L'Allemagne suspend son aide au sauvetage en Méditerranée | Comment Frantz Fanon a contribué à l'indépendance de l'Algérie
Deux millions d'euros par an qui tombent à l'eau : la décision du gouvernement allemand, composé de la CDU/CSU et du SPD, de ne plus soutenir financièrement le sauvetage de migrants en Méditerranée fait beaucoup de bruit en Allemagne.
Sur les 21 organisations européennes actives dans le sauvetage civil, dix sont allemandes. En 2022, le Bundestag avait décidé de leur accorder un soutien annuel, dans un premier temps jusqu'en 2026.
Pour la période 2023-2024, Sea-Eye, SOS Humanity, SOS Méditerranée, RESQSHIP ou encore Sant'Egidio ont reçu deux millions d'euros, plus environ 900.000 euros au premier trimestre cette année.
L'objectif étant de venir en aide aux passagers des embarcations à la dérive afin d'éviter de nouveaux morts en Méditerranée.
Combattre les racines de l'exil plutôt que sauver : la nouvelle politique allemande
Mais le nouveau ministère des Affaires étrangères a décidé de supprimer ce poste budgétaire. Le ministre, Johann Wadephul, a toujours été critique à l'égard du sauvetage civil en mer. Il a défendu sa position lors d'une conférence de presse le 27 juin.
"Je ne pense pas que ce soit une tâche du ministère des Affaires étrangères d'utiliser des fonds pour cette forme de sauvetage en mer. En ce sens, nous avons changé de politique. Mais ma politique consistera à faire en sorte de limiter, par des moyens diplomatiques, de tels mouvements de fuite."
La nouvelle politique de l'Allemagne prévoit d'agir à la source, "là où la détresse est la plus grande" - en Afrique principalement, selon le ministre des Affaires étrangères qui prévoit de renforcer ses activités sur le terrain.
Pour ce qui concerne le sauvetage, on compte sur les garde-côtes italiens ou sur le dispositif européen Frontex pour assurer ce devoir humanitaire, comme l'a confirmé le porte-parole du ministère, Christian Wagner.

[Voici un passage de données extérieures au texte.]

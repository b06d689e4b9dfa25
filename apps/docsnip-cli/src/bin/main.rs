use std::io::{self, BufRead, Write};
use std::path::PathBuf;

use clap::{Parser, Subcommand};
use tracing_subscriber::EnvFilter;

use docsnip_core::config::Config;
use docsnip_core::manifest::Manifest;
use docsnip_engine::Retriever;

/// Find the knowledge-base excerpt that best answers a question.
#[derive(Parser)]
#[command(name = "docsnip", version)]
struct Cli {
    /// Source manifest; defaults to `retrieval.manifest` from config.
    #[arg(long, global = true)]
    manifest: Option<PathBuf>,

    #[command(subcommand)]
    command: Command,
}

#[derive(Subcommand)]
enum Command {
    /// Retrieve the best snippet for a question (read from stdin when omitted).
    Query {
        text: Option<String>,
        /// Print the tagged result as JSON.
        #[arg(long)]
        json: bool,
    },
    /// Show how the manifest's sources are chunked.
    Chunks,
}

fn init_tracing() {
    let filter = EnvFilter::try_from_default_env().unwrap_or_else(|_| EnvFilter::new("warn,docsnip=info"));
    tracing_subscriber::fmt().with_env_filter(filter).with_writer(io::stderr).init();
}

fn read_question() -> anyhow::Result<String> {
    println!("**** Please enter your question ****");
    io::stdout().flush()?;
    let mut line = String::new();
    io::stdin().lock().read_line(&mut line)?;
    let line = line.trim().to_string();
    if line.is_empty() {
        anyhow::bail!("Ticket content is required.");
    }
    println!("**** Processing your request ****");
    Ok(line)
}

#[tokio::main]
async fn main() -> anyhow::Result<()> {
    dotenvy::dotenv().ok();
    init_tracing();
    let cli = Cli::parse();

    let config = Config::load().map_err(|e| { eprintln!("Error loading config: {}", e); e })?;
    let settings = config.settings()?;
    let manifest_path = cli.manifest.clone().unwrap_or_else(|| settings.retrieval.manifest_path());
    let manifest = Manifest::load(&manifest_path)?;
    let retriever = Retriever::from_settings(&settings)?;

    match cli.command {
        Command::Query { text, json } => {
            let question = match text {
                Some(t) if !t.trim().is_empty() => t,
                Some(_) => anyhow::bail!("Ticket content is required."),
                None => read_question()?,
            };
            let result = retriever.retrieve(&manifest, &question).await;
            if json {
                println!("{}", serde_json::to_string_pretty(&result)?);
            } else {
                if let Some(m) = result.as_match() {
                    tracing::debug!(score = m.score, chunk = m.chunk_index, "match details");
                }
                println!("{}", result);
            }
        }
        Command::Chunks => {
            let (report, chunks) = retriever.load_chunks(&manifest).await;
            for failure in &report.failures {
                eprintln!("skipped {}: {}", failure.id, failure.error);
            }
            for chunk in &chunks {
                let preview: String = chunk.text.chars().take(60).collect();
                println!(
                    "{}#{}\t{} chars\t{}",
                    chunk.source_id,
                    chunk.index,
                    chunk.text.chars().count(),
                    preview.replace('\n', " ")
                );
            }
            println!("{} sources, {} chunks", report.sources.len(), chunks.len());
        }
    }
    Ok(())
}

"Cela ne remet pas en question le sauvetage en mer, qui est aussi un devoir. Il s'agit seulement de savoir si cela doit se faire avec le soutien de l'État".
Déjà près de 750 morts en 2025 en Méditerranée
Une des opérations de sauvetage nocturnes de l'ONG See-Watch a coïncidé avec la journée mondiale des réfugiés, le 20 juin 2025. Même si le navire n'est autorisé à accoster que dans un port éloigné, 70 personnes sont sauvées ce jour-là de la noyade.
Quelques jours plus tôt, une soixantaine d'autres personnes, dont des femmes et des enfants, ont été portées disparues au large de la Libye. Seuls cinq survivants sont repêchés.
Des chiffres qui montrent à quel point cette traversée, souvent dans des embarcations de fortune, est dangereuse. Selon l'Organisation internationale pour les Migrations, 748 personnes sont mortes ou disparues depuis le début de cette année. Et plus de 32.000 personnes ont perdu la vie en Méditerranée depuis 2014.
La Méditerranée est considérée comme une des routes migratoires les plus meurtrières au monde, mais cela ne suffit pas à retenir les candidats à l'exil.
Pour les organisations de sauvetage, la suppression des subventions est donc un "signal fatal" et un témoignage d'échec pour le respect des droits de l'Homme. Marie Michel est porte-parole politique de l'ONG SOS Humanity.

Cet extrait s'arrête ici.